The role of multiparameter flow cytometry for disease monitoring in AML

Abstract

Monitoring of the minimal residual disease (MRD) load has become essential for the choice of post-induction strategies in patients with acute myeloid leukemia (AML). Quantitative real-time and nested PCR guarantee highest sensitivities, but suitable markers for follow-up are available for ∼60% of patients only: e.g. for those with reciprocal gene rearrangements or those with NPM1 mutations. On the other hand, for most AML patients, multiparameter flow cytometry (MFC) represents a good option for MRD monitoring. In virtually all AML patients, leukemia-associated immunophenotypes (LAIPs) are detectable with MFC. These can be targeted with high sensitivity ranging up to 10(-4) during the course of disease.
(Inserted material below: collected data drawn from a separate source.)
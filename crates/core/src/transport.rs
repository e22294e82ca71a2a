//! Request/response transport towards the authority.
//!
//! The agent only needs "send a JSON document, get a JSON document back".
//! HTTP is provided behind the `http` feature; MQTT envelopes or other
//! carriers implement [`TransportClient`] outside this workspace.

use std::fmt;

/// Request method understood by every transport.
#[derive(Debug, Clone, Copy, PartialEq, Eq)]
pub enum Method {
    Get,
    Post,
}

impl fmt::Display for Method {
    fn fmt(&self, f: &mut fmt::Formatter<'_>) -> fmt::Result {
        match self {
            Method::Get => write!(f, "GET"),
            Method::Post => write!(f, "POST"),
        }
    }
}

/// Connectivity and status failures.
#[derive(Debug, Clone, PartialEq, Eq, thiserror::Error)]
pub enum TransportError {
    /// The request never produced a response
    #[error("connection failed: {0}")]
    Connect(String),

    /// The authority answered with a non-success status. The body is kept
    /// because it usually carries `message` and `statusCode`.
    #[error("HTTP status {code}")]
    Status { code: u16, body: String },

    /// Transport could not be constructed
    #[error("transport setup failed: {0}")]
    Setup(String),
}

impl TransportError {
    pub fn status_code(&self) -> Option<u16> {
        match self {
            TransportError::Status { code, .. } => Some(*code),
            _ => None,
        }
    }
}

pub type TransportResult<T> = Result<T, TransportError>;

/// Exchange one request for one response body.
pub trait TransportClient: Send + Sync {
    fn send(&self, method: Method, url: &str, body: Option<&str>) -> TransportResult<String>;
}

#[cfg(feature = "http")]
pub use http::HttpTransport;

#[cfg(feature = "http")]
mod http {
    use super::{Method, TransportClient, TransportError, TransportResult};
    use std::time::Duration;
    use tracing::debug;

    /// Blocking HTTP transport built on `reqwest`.
    pub struct HttpTransport {
        client: reqwest::blocking::Client,
        user_agent: String,
    }

    impl HttpTransport {
        pub fn new(user_agent: &str, timeout: Duration) -> TransportResult<Self> {
            let client = reqwest::blocking::Client::builder()
                .timeout(timeout)
                .build()
                .map_err(|e| TransportError::Setup(e.to_string()))?;
            Ok(Self {
                client,
                user_agent: user_agent.to_string(),
            })
        }
    }

    impl TransportClient for HttpTransport {
        fn send(&self, method: Method, url: &str, body: Option<&str>) -> TransportResult<String> {
            debug!(%method, url, "Sending request");
            let request = match method {
                Method::Get => self.client.get(url),
                Method::Post => self.client.post(url),
            };
            let request = request
                .header(reqwest::header::USER_AGENT, &self.user_agent)
                .header(reqwest::header::CONTENT_TYPE, "application/json");
            let request = match body {
                Some(body) => request.body(body.to_string()),
                None => request,
            };

            let response = request
                .send()
                .map_err(|e| TransportError::Connect(e.to_string()))?;
            let status = response.status();
            let text = response
                .text()
                .map_err(|e| TransportError::Connect(e.to_string()))?;

            if status.is_success() {
                Ok(text)
            } else {
                Err(TransportError::Status {
                    code: status.as_u16(),
                    body: text,
                })
            }
        }
    }
}

#[cfg(test)]
mod tests {
    use super::*;

    #[test]
    fn test_status_code_accessor() {
        let err = TransportError::Status {
            code: 403,
            body: "{}".to_string(),
        };
        assert_eq!(err.status_code(), Some(403));
        assert_eq!(TransportError::Connect("refused".into()).status_code(), None);
    }

    #[test]
    fn test_method_display() {
        assert_eq!(Method::Get.to_string(), "GET");
        assert_eq!(Method::Post.to_string(), "POST");
    }
}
Numerous studies demonstrated the prognostic power of the MRD levels determined by MFC at post-induction as well as post-consolidation time points in adults and children considered to be in hematologic remission of AML. The post-consolidation MRD status seems to have more prognostic power than post-induction levels. Thus, MFC can significantly contribute to risk assessment of patients with AML during and after treatment and allows clinicians to consider alternative strategies (e.g. allogeneic hematopoietic stem cell transplantation) earlier. Clinical studies need to focus on a standardization of these approaches to facilitate the translation of MFC-based MRD assessment into therapeutic decisions in patients with AML.